Information
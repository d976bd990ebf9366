//! Benchmarks for the flow layout engine.
//!
//! Run with: cargo bench -p sessionflow-layout

use criterion::{BatchSize, BenchmarkId, Criterion, criterion_group, criterion_main};
use sessionflow_layout::sequence::collapse_sessions;
use sessionflow_layout::{Event, FlowLayoutCache, LayoutConfig, compute_flow_layout};
use std::hint::black_box;

const KINDS: &[&str] = &[
    "page_view",
    "post_view",
    "upvote",
    "downvote",
    "comment",
    "search",
    "navigate",
    "survey_open",
    "survey_answer",
    "survey_submit",
];

#[derive(Debug, Clone)]
struct Lcg {
    state: u64,
}

impl Lcg {
    fn new(seed: u64) -> Self {
        Self {
            state: seed ^ 0x9E37_79B9_7F4A_7C15,
        }
    }

    fn next_u64(&mut self) -> u64 {
        self.state = self.state.wrapping_mul(6364136223846793005).wrapping_add(1);
        self.state
    }

    fn choose_index(&mut self, len: usize) -> usize {
        (self.next_u64() % len as u64) as usize
    }
}

/// `sessions` sessions of `per_session` events each, bracketed by start/end.
fn make_batch(sessions: usize, per_session: usize, seed: u64) -> Vec<Event> {
    let mut rng = Lcg::new(seed);
    let mut events = Vec::with_capacity(sessions * (per_session + 2));
    for s in 0..sessions {
        let id = format!("session-{s}");
        events.push(Event::new("session_start", id.as_str(), 0));
        for i in 0..per_session {
            let kind = KINDS[rng.choose_index(KINDS.len())];
            events.push(Event::new(kind, id.as_str(), (i as i64 + 1) * 1000));
        }
        events.push(Event::new(
            "session_end",
            id.as_str(),
            (per_session as i64 + 1) * 1000,
        ));
    }
    events
}

fn bench_compute(c: &mut Criterion) {
    let mut group = c.benchmark_group("flow/compute");
    let config = LayoutConfig::default();

    for sessions in [10, 100, 1_000, 10_000] {
        let events = make_batch(sessions, 12, 7);
        group.bench_with_input(BenchmarkId::new("sessions", sessions), &events, |b, events| {
            b.iter(|| black_box(compute_flow_layout(events, &config)))
        });
    }

    group.finish();
}

fn bench_collapse(c: &mut Criterion) {
    let mut group = c.benchmark_group("flow/collapse");

    for per_session in [4, 16, 64] {
        let events = make_batch(1_000, per_session, 11);
        group.bench_with_input(
            BenchmarkId::new("per_session", per_session),
            &events,
            |b, events| b.iter(|| black_box(collapse_sessions(events).sequences().len())),
        );
    }

    group.finish();
}

fn bench_cache(c: &mut Criterion) {
    let mut group = c.benchmark_group("flow/cache");
    let config = LayoutConfig::default();
    let events = make_batch(1_000, 12, 3);

    group.bench_function("hit", |b| {
        let mut cache = FlowLayoutCache::new(8);
        cache.layout(&events, &config);
        b.iter(|| black_box(cache.layout(&events, &config)))
    });

    group.bench_function("miss", |b| {
        b.iter_batched(
            || FlowLayoutCache::new(8),
            |mut cache| black_box(cache.layout(&events, &config)),
            BatchSize::SmallInput,
        )
    });

    group.finish();
}

criterion_group!(benches, bench_compute, bench_collapse, bench_cache);
criterion_main!(benches);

Your instructions
Return all of the data precisely as it appears.

Answer to the exercise
repository d976bd990ebf9366
//! Benchmarks for the flow layout engine.
//!
//! Run with: cargo bench -p sessionflow-layout

use criterion::{BatchSize, BenchmarkId, Criterion, criterion_group, criterion_main};
use sessionflow_layout::sequence::collapse_sessions;
use sessionflow_layout::{Event, FlowLayoutCache, LayoutConfig, compute_flow_layout};
use std::hint::black_box;

const KINDS: &[&str] = &[
    "page_view",
    "post_view",
    "upvote",
    "downvote",
    "comment",
    "search",
    "navigate",
    "survey_open",
    "survey_answer",
    "survey_submit",
];

#[derive(Debug, Clone)]
struct Lcg {
    state: u64,
}

impl Lcg {
    fn new(seed: u64) -> Self {
        Self {
            state: seed ^ 0x9E37_79B9_7F4A_7C15,
        }
    }

    fn next_u64(&mut self) -> u64 {
        self.state = self.state.wrapping_mul(6364136223846793005).wrapping_add(1);
        self.state
    }

    fn choose_index(&mut self, len: usize) -> usize {
        (self.next_u64() % len as u64) as usize
    }
}

/// `sessions` sessions of `per_session` events each, bracketed by start/end.
fn make_batch(sessions: usize, per_session: usize, seed: u64) -> Vec<Event> {
    let mut rng = Lcg::new(seed);
    let mut events = Vec::with_capacity(sessions * (per_session + 2));
    for s in 0..sessions {
        let id = format!("session-{s}");
        events.push(Event::new("session_start", id.as_str(), 0));
        for i in 0..per_session {
            let kind = KINDS[rng.choose_index(KINDS.len())];
            events.push(Event::new(kind, id.as_str(), (i as i64 + 1) * 1000));
        }
        events.push(Event::new(
            "session_end",
            id.as_str(),
            (per_session as i64 + 1) * 1000,
        ));
    }
    events
}

fn bench_compute(c: &mut Criterion) {
    let mut group = c.benchmark_group("flow/compute");
    let config = LayoutConfig::default();

    for sessions in [10, 100, 1_000, 10_000] {
        let events = make_batch(sessions, 12, 7);
        group.bench_with_input(BenchmarkId::new("sessions", sessions), &events, |b, events| {
            b.iter(|| black_box(compute_flow_layout(events, &config)))
        });
    }

    group.finish();
}

fn bench_collapse(c: &mut Criterion) {
    let mut group = c.benchmark_group("flow/collapse");

    for per_session in [4, 16, 64] {
        let events = make_batch(1_000, per_session, 11);
        group.bench_with_input(
            BenchmarkId::new("per_session", per_session),
            &events,
            |b, events| b.iter(|| black_box(collapse_sessions(events).sequences().len())),
        );
    }

    group.finish();
}

fn bench_cache(c: &mut Criterion) {
    let mut group = c.benchmark_group("flow/cache");
    let config = LayoutConfig::default();
    let events = make_batch(1_000, 12, 3);

    group.bench_function("hit", |b| {
        let mut cache = FlowLayoutCache::new(8);
        cache.layout(&events, &config);
        b.iter(|| black_box(cache.layout(&events, &config)))
    });

    group.bench_function("miss", |b| {
        b.iter_batched(
            || FlowLayoutCache::new(8),
            |mut cache| black_box(cache.layout(&events, &config)),
            BatchSize::SmallInput,
        )
    });

    group.finish();
}

criterion_group!(benches, bench_compute, bench_collapse, bench_cache);
criterion_main!(benches);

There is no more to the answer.